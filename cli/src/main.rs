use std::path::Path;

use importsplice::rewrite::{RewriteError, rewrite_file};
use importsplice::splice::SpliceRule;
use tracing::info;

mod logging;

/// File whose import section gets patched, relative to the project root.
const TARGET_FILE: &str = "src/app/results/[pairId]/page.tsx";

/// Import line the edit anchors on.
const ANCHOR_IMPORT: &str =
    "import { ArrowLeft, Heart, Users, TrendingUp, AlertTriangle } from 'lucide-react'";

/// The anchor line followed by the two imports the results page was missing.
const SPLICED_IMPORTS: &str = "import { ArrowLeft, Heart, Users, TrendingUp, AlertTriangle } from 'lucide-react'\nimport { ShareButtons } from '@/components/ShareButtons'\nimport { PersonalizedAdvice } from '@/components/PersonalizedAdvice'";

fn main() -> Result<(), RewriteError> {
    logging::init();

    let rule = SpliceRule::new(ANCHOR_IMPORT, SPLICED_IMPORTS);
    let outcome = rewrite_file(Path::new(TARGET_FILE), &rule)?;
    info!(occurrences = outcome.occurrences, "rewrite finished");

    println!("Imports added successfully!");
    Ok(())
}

[TASK BRIEF]:
Could you return the lines in the entries above that contain "AlertTriangle"?

[ANSWER TO THE EXERCISE]:
    "import { ArrowLeft, Heart, Users, TrendingUp, AlertTriangle } from 'lucide-react'";
const SPLICED_IMPORTS: &str = "import { ArrowLeft, Heart, Users, TrendingUp, AlertTriangle } from 'lucide-react'\nimport { ShareButtons } from '@/components/ShareButtons'\nimport { PersonalizedAdvice } from '@/components/PersonalizedAdvice'";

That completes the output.